La seconda spinta alla Great Resignation ha molto a che fare con la pandemia e con un processo, complesso, di ripensamento della propria vita lavorativa e del peso che questa ha, o dovrebbe avere, sull’intera esistenza dell’individuo. I dati di un sondaggio World Values Survey, riportato dall’agenzia Bloomberg, ci dicono che la percentuale di 30enni statunitensi che considera il lavoro “molto importante” è passata dal 59% del 2000 al 43% dell’anno scorso; in Cina dal 64% al 40%, in Germania dal 54% del 2005 al 44% del 2020. Proprio dalla Cina, in aggiunta, è partito il cosiddetto “lie flat” movement, una protesta contro l’oramai insostenibile modello di lavoro 996 (orario di lavoro dall 9 alle 21 per sei giorni a settimana) che coinvolge soprattutto i lavoratori del settore tecnologico.

La pandemia ha da prima concesso a molti lavoratori di sperimentare modalità di lavoro caratterizzate da una spiccata autonomia organizzativa e gestione del tempo. In un secondo tempo, la rombante ripresa post lockdown ha sovraccaricato il sistema produttivo, aumentando la pressione sui lavoratori.
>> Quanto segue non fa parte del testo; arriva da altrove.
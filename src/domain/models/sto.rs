use serde::{Deserialize, Serialize};

use super::PropertyId;

#[derive(Debug, Clone, PartialEq, Eq, Serialize, Deserialize)]
pub struct StoRecipient {
    pub address: String,
    pub amount: i64,
}

/// Distribution detail of a confirmed send-to-owners transaction
#[derive(Debug, Clone, PartialEq, Eq, Serialize, Deserialize)]
pub struct StoReceipt {
    pub txid: String,
    pub sender: String,
    pub block: u32,
    pub property_id: PropertyId,
    /// Property whose holders received the distribution
    pub distribution_property: PropertyId,
    pub amount: i64,
    pub fee_property: PropertyId,
    pub fee: i64,
    pub recipients: Vec<StoRecipient>,
}
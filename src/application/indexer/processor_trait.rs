use async_trait::async_trait;
use std::fmt::Debug;

use crate::domain::errors::BlockProcessorError;

/// What one synchronization round did
#[derive(Debug, Clone, Default, PartialEq, Eq)]
pub struct SyncOutcome {
    /// Blocks disconnected by a reorganization
    pub rolled_back: u32,
    /// Blocks applied on top of the tip
    pub applied: u32,
}

impl SyncOutcome {
    pub fn changed(&self) -> bool {
        self.rolled_back > 0 || self.applied > 0
    }
}

/// Defines common interface for processors that follow a host chain
#[async_trait]
pub trait ChainProcessor: Send + Sync + Debug {
    /// Returns the network name for this processor
    fn network_name(&self) -> &str;

    /// Starts continuous block processing loop
    async fn start_processing(&mut self) -> Result<(), BlockProcessorError>;

    /// Catch up with the source once, handling a reorganization first
    async fn sync_once(&mut self) -> Result<SyncOutcome, BlockProcessorError>;
}
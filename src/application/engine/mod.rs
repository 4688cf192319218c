//! Consensus engine
//!
//! - `state`: the aggregate protocol state and undo replay
//! - `dispatch`: per-transaction validation and application
//! - `engine`: block application, rollback and snapshots
//! - `query`: read-locked query facade

pub mod dispatch;
#[allow(clippy::module_inception)]
pub mod engine;
pub mod query;
pub mod state;

pub use engine::{BlockSummary, ConsensusEngine, EngineSnapshot, REORGANIZED_REASON};
pub use query::{CrowdsaleListing, CrowdsaleView, EngineQueries, EngineStatus, SharedEngine};
pub use state::EngineState;
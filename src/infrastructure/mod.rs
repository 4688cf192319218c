pub mod chain;
pub mod persistence;
pub mod web;
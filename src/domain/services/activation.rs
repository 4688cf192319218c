//! Feature activation manager
//!
//! Features are scheduled for a future block inside a grace window and
//! switch on once the chain reaches that block.

use serde::{Deserialize, Serialize};
use std::collections::BTreeMap;

use crate::domain::errors::ProtocolError;
use crate::domain::models::{FeatureActivation, UndoLog, UndoOp};

pub const FEATURE_CLASS_C: u16 = 1;
pub const FEATURE_METADEX: u16 = 2;
pub const FEATURE_BETTING: u16 = 3;
pub const FEATURE_GRANT_EFFECTS: u16 = 4;
pub const FEATURE_DEX_MATH: u16 = 5;
pub const FEATURE_SEND_ALL: u16 = 6;
pub const FEATURE_SP_CROWD_CROSSOVER: u16 = 7;
pub const FEATURE_TRADE_ALL_PAIRS: u16 = 8;
pub const FEATURE_FEES: u16 = 9;
pub const FEATURE_STO_V1: u16 = 10;
pub const FEATURE_FREEZE_NOTICE: u16 = 14;
pub const FEATURE_FREE_DEX: u16 = 15;

/// Human readable name of a known feature
pub fn feature_name(feature_id: u16) -> Option<&'static str> {
    match feature_id {
        FEATURE_CLASS_C => Some("Class C transaction encoding"),
        FEATURE_METADEX => Some("Distributed Meta Token Exchange"),
        FEATURE_BETTING => Some("Bet transactions"),
        FEATURE_GRANT_EFFECTS => Some("Remove grant side effects"),
        FEATURE_DEX_MATH => Some("DEx integer math update"),
        FEATURE_SEND_ALL => Some("Send All transactions"),
        FEATURE_SP_CROWD_CROSSOVER => Some("Disable crowdsale ecosystem crossovers"),
        FEATURE_TRADE_ALL_PAIRS => Some("Allow trading all pairs on the Distributed Exchange"),
        FEATURE_FEES => Some("Fee system (inc 0.05% fee from trades of non-Omni pairs)"),
        FEATURE_STO_V1 => Some("Cross-property Send To Owners"),
        FEATURE_FREEZE_NOTICE => Some("Activate the waiting period for enabling freezing"),
        FEATURE_FREE_DEX => Some("Activate trading of any token on the distributed exchange"),
        _ => None,
    }
}

/// Grace window an activation must fall into, in blocks ahead of the
/// transaction's block
#[derive(Debug, Clone, Copy, PartialEq, Eq)]
pub struct GraceWindow {
    pub min: u32,
    pub max: u32,
}

impl GraceWindow {
    pub fn check(&self, tx_height: u32, activation_block: u32) -> Result<(), ProtocolError> {
        let offset = i64::from(activation_block) - i64::from(tx_height);
        if offset < i64::from(self.min) || offset > i64::from(self.max) {
            return Err(ProtocolError::GracePeriodViolation {
                offset,
                min: self.min,
                max: self.max,
            });
        }
        Ok(())
    }
}

/// What an accepted activation request did
#[derive(Debug, Clone, Copy, PartialEq, Eq)]
pub enum ActivationOutcome {
    Scheduled,
    /// The feature was already live, the request changed nothing
    AlreadyActive,
}

#[derive(Debug, Clone, Default, PartialEq, Eq, Serialize, Deserialize)]
pub struct ActivationManager {
    features: BTreeMap<u16, FeatureActivation>,
}

impl ActivationManager {
    pub fn new() -> Self {
        Self::default()
    }

    pub fn get(&self, feature_id: u16) -> Option<&FeatureActivation> {
        self.features.get(&feature_id)
    }

    pub fn all(&self) -> Vec<&FeatureActivation> {
        self.features.values().collect()
    }

    pub fn completed(&self) -> Vec<&FeatureActivation> {
        self.features.values().filter(|f| f.completed).collect()
    }

    pub fn pending(&self) -> Vec<&FeatureActivation> {
        self.features.values().filter(|f| !f.completed).collect()
    }

    pub fn is_active(&self, feature_id: u16) -> bool {
        self.get(feature_id).map(|f| f.completed).unwrap_or(false)
    }

    /// Schedules a feature for activation
    #[allow(clippy::too_many_arguments)]
    pub fn activate(
        &mut self,
        feature_id: u16,
        activation_block: u32,
        min_client_version: u32,
        tx_height: u32,
        window: GraceWindow,
        txid: &str,
        undo: &mut UndoLog,
    ) -> Result<ActivationOutcome, ProtocolError> {
        let name = feature_name(feature_id).ok_or(ProtocolError::UnknownFeature(feature_id))?;
        window.check(tx_height, activation_block)?;

        if self.is_active(feature_id) {
            return Ok(ActivationOutcome::AlreadyActive);
        }

        self.put(
            FeatureActivation {
                feature_id,
                name: name.to_string(),
                activation_block,
                min_client_version,
                completed: false,
                txid: txid.to_string(),
            },
            undo,
        );
        Ok(ActivationOutcome::Scheduled)
    }

    /// Disables a pending or live feature
    pub fn deactivate(&mut self, feature_id: u16, undo: &mut UndoLog) -> Result<(), ProtocolError> {
        if feature_name(feature_id).is_none() {
            return Err(ProtocolError::UnknownFeature(feature_id));
        }
        let previous = self
            .features
            .remove(&feature_id)
            .ok_or(ProtocolError::FeatureNotActive(feature_id))?;
        undo.push(UndoOp::Activation {
            feature_id,
            previous: Some(previous),
        });
        Ok(())
    }

    /// Completes every pending activation whose block has been reached
    pub fn complete_pending(&mut self, height: u32, undo: &mut UndoLog) -> Vec<u16> {
        let due: Vec<FeatureActivation> = self
            .features
            .values()
            .filter(|f| !f.completed && f.activation_block <= height)
            .cloned()
            .collect();

        due.into_iter()
            .map(|feature| {
                let feature_id = feature.feature_id;
                self.put(
                    FeatureActivation {
                        completed: true,
                        ..feature
                    },
                    undo,
                );
                feature_id
            })
            .collect()
    }

    pub fn restore(&mut self, feature_id: u16, previous: Option<FeatureActivation>) {
        match previous {
            Some(feature) => {
                self.features.insert(feature_id, feature);
            }
            None => {
                self.features.remove(&feature_id);
            }
        }
    }

    fn put(&mut self, feature: FeatureActivation, undo: &mut UndoLog) {
        let feature_id = feature.feature_id;
        let previous = self.features.insert(feature_id, feature);
        undo.push(UndoOp::Activation {
            feature_id,
            previous,
        });
    }
}
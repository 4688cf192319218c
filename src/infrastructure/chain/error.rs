use std::error::Error;
use std::fmt;

/// Errors raised while reading blocks from the host chain
#[derive(Debug)]
pub enum ChainSourceError {
    /// Error from the Bitcoin Core RPC client
    RpcError(bitcoincore_rpc::Error),
    /// Connection error
    ConnectionError(String),
    /// Requested block is not part of the chain
    BlockNotFound(u32),
    /// Node returned data that could not be interpreted
    ParseError(String),
    /// Operation not offered by this source
    Unsupported(String),
    /// Other error
    Other(String),
}

impl Clone for ChainSourceError {
    fn clone(&self) -> Self {
        match self {
            ChainSourceError::RpcError(e) => ChainSourceError::Other(e.to_string()),
            ChainSourceError::ConnectionError(msg) => {
                ChainSourceError::ConnectionError(msg.clone())
            }
            ChainSourceError::BlockNotFound(height) => ChainSourceError::BlockNotFound(*height),
            ChainSourceError::ParseError(msg) => ChainSourceError::ParseError(msg.clone()),
            ChainSourceError::Unsupported(msg) => ChainSourceError::Unsupported(msg.clone()),
            ChainSourceError::Other(msg) => ChainSourceError::Other(msg.clone()),
        }
    }
}

impl fmt::Display for ChainSourceError {
    fn fmt(&self, f: &mut fmt::Formatter<'_>) -> fmt::Result {
        match self {
            ChainSourceError::RpcError(e) => write!(f, "Bitcoin RPC error: {}", e),
            ChainSourceError::ConnectionError(msg) => write!(f, "Connection error: {}", msg),
            ChainSourceError::BlockNotFound(height) => write!(f, "Block {} not found", height),
            ChainSourceError::ParseError(msg) => write!(f, "Parse error: {}", msg),
            ChainSourceError::Unsupported(msg) => write!(f, "Unsupported: {}", msg),
            ChainSourceError::Other(msg) => write!(f, "Error: {}", msg),
        }
    }
}

impl Error for ChainSourceError {}

impl From<bitcoincore_rpc::Error> for ChainSourceError {
    fn from(error: bitcoincore_rpc::Error) -> Self {
        ChainSourceError::RpcError(error)
    }
}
L’aver sperimentato queste due modalità opposte di impiego e l’esperienza della pandemia, una sorta di riscoperta della fragilità e della limitatezza della propria esistenza, ha sicuramente messo molte persone di fronte a interrogativi e dubbi sulla gestione del proprio tempo.

C’è chi ritiene che i numeri che stiamo vedendo facciano semplicemente parte di un assestamento del mercato del lavoro, scosso da una crisi di portata eccezionale e quindi gravida di conseguenze eccezionali. Le imprese, dal canto loro, si stanno comunque attrezzando mettendo a punto nuovi strumenti per trattenere i lavoratori.